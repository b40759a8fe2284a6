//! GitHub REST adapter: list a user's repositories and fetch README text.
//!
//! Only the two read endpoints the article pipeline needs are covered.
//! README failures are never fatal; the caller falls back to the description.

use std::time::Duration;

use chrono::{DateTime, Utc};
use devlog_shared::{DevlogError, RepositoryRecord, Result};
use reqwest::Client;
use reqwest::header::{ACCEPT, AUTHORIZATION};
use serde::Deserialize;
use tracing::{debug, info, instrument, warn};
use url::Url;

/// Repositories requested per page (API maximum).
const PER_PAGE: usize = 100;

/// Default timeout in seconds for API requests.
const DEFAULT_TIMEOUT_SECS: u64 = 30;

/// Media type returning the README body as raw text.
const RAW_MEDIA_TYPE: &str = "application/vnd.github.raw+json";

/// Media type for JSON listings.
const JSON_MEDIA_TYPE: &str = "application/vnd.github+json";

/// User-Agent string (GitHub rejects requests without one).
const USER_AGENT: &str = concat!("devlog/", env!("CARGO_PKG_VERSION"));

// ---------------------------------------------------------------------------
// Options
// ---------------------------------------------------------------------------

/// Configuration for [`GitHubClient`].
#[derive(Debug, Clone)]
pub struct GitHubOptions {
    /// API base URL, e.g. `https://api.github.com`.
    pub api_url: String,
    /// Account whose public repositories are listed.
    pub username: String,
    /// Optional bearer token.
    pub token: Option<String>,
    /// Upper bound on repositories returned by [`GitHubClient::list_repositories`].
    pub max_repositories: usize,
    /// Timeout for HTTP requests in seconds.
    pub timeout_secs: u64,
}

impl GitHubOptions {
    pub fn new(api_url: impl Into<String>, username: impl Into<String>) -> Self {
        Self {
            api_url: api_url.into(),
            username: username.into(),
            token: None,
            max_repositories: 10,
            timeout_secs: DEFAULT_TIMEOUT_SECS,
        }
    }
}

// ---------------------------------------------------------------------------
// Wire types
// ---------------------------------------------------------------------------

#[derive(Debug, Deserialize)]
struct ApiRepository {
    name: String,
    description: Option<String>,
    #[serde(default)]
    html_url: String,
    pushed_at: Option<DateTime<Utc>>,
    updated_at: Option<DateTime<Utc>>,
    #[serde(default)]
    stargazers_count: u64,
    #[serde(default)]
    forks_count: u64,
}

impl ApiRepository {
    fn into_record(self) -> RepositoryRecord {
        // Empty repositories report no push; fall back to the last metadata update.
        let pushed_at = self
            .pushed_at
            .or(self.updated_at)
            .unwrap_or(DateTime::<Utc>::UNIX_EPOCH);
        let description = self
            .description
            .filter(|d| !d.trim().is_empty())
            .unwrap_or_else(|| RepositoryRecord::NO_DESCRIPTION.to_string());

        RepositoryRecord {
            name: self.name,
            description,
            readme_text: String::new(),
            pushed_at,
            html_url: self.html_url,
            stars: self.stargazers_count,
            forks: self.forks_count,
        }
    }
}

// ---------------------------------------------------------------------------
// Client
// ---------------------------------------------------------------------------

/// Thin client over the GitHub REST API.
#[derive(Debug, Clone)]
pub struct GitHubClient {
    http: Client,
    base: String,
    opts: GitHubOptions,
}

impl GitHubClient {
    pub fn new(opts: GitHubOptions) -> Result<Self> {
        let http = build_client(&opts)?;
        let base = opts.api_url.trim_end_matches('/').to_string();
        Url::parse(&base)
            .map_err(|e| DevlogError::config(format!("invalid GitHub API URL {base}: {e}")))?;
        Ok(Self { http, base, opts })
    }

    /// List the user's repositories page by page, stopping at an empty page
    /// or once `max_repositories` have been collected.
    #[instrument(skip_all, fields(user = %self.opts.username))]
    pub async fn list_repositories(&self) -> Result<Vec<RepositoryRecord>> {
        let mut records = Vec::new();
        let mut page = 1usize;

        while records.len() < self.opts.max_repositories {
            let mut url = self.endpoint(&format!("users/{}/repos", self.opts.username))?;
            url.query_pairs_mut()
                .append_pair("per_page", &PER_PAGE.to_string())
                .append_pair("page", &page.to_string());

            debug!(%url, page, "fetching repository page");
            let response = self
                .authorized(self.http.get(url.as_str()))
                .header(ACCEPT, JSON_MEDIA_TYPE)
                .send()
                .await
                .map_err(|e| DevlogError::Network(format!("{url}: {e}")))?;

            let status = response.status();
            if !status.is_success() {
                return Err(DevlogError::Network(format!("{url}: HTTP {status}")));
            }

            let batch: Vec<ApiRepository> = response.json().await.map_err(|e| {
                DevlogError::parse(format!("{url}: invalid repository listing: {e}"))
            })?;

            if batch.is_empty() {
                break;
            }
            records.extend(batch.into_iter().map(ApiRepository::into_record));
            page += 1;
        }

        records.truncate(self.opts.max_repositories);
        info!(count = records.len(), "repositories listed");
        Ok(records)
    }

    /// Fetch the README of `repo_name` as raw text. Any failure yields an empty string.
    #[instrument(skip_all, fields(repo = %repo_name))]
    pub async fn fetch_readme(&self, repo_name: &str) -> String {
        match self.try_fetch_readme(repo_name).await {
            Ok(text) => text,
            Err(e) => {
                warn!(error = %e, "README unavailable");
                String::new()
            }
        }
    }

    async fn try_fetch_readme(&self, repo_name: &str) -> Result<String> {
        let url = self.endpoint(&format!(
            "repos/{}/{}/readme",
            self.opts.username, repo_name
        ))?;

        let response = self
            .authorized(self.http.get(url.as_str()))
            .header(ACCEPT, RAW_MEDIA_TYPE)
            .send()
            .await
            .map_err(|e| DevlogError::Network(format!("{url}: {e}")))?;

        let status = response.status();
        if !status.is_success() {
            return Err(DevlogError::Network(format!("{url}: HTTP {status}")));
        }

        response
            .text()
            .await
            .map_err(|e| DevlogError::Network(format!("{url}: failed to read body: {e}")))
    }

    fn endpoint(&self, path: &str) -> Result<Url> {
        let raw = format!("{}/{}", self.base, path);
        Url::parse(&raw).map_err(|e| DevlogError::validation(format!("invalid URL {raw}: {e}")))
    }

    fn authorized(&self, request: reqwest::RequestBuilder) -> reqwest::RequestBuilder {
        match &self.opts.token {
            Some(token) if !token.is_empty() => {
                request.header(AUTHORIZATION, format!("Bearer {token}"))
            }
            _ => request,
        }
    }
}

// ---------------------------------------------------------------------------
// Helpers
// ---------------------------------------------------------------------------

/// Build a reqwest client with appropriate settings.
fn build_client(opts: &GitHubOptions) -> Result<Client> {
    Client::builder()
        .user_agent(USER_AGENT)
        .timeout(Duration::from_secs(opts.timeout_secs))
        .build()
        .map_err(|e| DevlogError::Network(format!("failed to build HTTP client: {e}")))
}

────

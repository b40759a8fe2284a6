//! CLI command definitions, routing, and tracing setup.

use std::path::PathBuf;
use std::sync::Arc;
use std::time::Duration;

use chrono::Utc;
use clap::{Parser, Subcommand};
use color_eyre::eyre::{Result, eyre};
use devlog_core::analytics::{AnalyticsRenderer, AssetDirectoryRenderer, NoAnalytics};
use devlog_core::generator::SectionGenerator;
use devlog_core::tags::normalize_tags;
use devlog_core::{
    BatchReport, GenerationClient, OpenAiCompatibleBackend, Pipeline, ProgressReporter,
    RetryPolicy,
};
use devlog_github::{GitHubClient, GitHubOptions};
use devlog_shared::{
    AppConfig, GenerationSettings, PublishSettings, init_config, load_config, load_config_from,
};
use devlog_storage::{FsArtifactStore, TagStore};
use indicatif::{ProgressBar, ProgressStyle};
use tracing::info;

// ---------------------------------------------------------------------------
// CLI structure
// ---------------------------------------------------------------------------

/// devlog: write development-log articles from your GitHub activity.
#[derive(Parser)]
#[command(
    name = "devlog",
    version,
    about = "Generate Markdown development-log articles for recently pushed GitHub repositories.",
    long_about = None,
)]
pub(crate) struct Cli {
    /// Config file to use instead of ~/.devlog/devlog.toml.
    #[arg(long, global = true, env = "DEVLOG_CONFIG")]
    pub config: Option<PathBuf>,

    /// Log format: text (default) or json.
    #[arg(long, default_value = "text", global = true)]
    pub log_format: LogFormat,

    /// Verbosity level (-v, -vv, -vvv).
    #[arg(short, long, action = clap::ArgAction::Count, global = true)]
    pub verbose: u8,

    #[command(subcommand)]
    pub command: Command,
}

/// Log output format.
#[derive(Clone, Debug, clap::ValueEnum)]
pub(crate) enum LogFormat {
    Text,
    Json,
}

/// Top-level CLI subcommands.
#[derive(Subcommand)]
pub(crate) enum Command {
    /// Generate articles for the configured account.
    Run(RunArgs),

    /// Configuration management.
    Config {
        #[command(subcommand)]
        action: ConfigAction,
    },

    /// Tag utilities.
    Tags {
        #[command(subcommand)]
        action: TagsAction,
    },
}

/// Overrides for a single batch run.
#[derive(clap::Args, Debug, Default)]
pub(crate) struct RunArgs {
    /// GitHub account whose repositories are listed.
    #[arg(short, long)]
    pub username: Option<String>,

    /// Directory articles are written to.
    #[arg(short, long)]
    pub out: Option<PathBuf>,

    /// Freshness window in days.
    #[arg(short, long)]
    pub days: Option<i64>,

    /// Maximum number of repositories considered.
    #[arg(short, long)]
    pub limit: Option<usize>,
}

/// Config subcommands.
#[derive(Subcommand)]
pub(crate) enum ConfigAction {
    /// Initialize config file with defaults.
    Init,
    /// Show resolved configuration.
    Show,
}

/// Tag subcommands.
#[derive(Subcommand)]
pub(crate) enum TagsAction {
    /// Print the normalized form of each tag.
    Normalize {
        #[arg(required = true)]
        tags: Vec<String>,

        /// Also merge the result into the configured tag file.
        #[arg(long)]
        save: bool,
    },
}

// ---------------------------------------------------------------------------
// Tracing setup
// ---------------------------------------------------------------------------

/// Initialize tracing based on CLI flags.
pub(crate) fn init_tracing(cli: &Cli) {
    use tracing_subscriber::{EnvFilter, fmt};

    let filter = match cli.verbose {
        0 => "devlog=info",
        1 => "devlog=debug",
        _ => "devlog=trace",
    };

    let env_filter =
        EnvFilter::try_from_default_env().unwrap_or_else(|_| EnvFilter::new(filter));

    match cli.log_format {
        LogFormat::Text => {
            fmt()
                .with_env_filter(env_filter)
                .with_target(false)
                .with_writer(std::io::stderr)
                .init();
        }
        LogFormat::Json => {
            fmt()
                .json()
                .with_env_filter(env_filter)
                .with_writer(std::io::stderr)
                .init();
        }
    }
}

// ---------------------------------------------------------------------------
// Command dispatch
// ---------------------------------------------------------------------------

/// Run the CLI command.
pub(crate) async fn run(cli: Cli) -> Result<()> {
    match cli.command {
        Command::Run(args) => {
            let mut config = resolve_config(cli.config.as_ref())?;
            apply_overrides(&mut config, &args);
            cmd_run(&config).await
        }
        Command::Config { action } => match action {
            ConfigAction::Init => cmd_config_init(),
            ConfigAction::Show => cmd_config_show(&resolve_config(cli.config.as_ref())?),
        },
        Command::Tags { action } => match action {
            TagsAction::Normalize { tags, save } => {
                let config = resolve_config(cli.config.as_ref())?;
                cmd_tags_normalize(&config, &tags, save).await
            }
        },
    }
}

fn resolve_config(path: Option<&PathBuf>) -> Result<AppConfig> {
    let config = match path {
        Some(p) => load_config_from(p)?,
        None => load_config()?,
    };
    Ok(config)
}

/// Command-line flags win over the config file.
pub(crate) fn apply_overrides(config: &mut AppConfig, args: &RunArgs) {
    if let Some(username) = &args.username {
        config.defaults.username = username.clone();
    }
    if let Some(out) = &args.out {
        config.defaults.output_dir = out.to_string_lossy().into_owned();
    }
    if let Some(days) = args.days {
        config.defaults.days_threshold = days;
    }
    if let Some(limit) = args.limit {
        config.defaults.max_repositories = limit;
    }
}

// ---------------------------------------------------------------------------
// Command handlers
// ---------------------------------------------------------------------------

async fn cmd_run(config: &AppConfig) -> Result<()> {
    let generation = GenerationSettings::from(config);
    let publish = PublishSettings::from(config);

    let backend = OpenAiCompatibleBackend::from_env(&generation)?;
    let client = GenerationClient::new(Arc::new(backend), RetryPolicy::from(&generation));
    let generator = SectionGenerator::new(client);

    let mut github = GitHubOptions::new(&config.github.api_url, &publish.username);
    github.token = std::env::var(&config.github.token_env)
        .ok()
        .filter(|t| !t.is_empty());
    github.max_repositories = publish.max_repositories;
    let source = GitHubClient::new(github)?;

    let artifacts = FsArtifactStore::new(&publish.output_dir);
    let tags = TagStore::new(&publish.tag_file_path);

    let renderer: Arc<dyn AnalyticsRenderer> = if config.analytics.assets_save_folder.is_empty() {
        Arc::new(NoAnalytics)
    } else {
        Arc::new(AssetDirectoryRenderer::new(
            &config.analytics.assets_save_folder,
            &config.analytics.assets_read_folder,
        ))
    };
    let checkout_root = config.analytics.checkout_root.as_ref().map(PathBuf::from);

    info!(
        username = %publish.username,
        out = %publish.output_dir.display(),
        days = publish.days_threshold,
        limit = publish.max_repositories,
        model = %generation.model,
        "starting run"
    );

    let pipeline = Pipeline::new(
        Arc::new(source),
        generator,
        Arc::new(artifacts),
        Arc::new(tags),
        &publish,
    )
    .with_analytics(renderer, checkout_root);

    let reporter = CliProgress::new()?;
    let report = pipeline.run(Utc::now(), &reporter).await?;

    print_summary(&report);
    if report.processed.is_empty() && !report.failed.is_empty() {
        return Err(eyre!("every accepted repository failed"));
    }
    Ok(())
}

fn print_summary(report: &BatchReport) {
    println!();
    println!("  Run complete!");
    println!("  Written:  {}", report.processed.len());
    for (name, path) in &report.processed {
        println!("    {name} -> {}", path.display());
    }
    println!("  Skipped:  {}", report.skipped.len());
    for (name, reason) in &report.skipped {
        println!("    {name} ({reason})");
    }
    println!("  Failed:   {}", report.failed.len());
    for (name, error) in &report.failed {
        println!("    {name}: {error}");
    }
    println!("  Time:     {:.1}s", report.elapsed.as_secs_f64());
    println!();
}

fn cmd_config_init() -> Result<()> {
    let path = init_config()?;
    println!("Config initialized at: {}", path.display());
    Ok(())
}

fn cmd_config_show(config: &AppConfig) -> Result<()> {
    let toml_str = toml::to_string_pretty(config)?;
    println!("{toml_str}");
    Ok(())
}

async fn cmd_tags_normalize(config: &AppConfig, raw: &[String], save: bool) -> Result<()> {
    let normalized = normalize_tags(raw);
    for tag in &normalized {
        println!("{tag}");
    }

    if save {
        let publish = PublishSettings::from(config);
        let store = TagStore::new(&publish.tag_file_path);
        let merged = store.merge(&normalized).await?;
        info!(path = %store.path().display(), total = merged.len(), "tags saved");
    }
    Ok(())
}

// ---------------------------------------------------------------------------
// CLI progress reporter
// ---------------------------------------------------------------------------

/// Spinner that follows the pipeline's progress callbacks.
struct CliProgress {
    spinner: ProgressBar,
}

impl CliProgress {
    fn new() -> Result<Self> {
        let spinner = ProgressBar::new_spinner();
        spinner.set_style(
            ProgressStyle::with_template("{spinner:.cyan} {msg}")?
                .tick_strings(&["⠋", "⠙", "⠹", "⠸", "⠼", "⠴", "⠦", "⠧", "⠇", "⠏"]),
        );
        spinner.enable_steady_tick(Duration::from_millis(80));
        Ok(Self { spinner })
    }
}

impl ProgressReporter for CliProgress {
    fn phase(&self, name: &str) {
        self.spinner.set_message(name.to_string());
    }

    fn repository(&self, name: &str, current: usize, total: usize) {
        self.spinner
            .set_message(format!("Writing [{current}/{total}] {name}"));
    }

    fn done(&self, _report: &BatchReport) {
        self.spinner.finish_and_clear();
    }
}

────

• TASK OBJECTIVE:
Of the lines in the listing above, count those containing the word "Some", and state the count alone.

• SOLUTION TO THIS PROBLEM:
6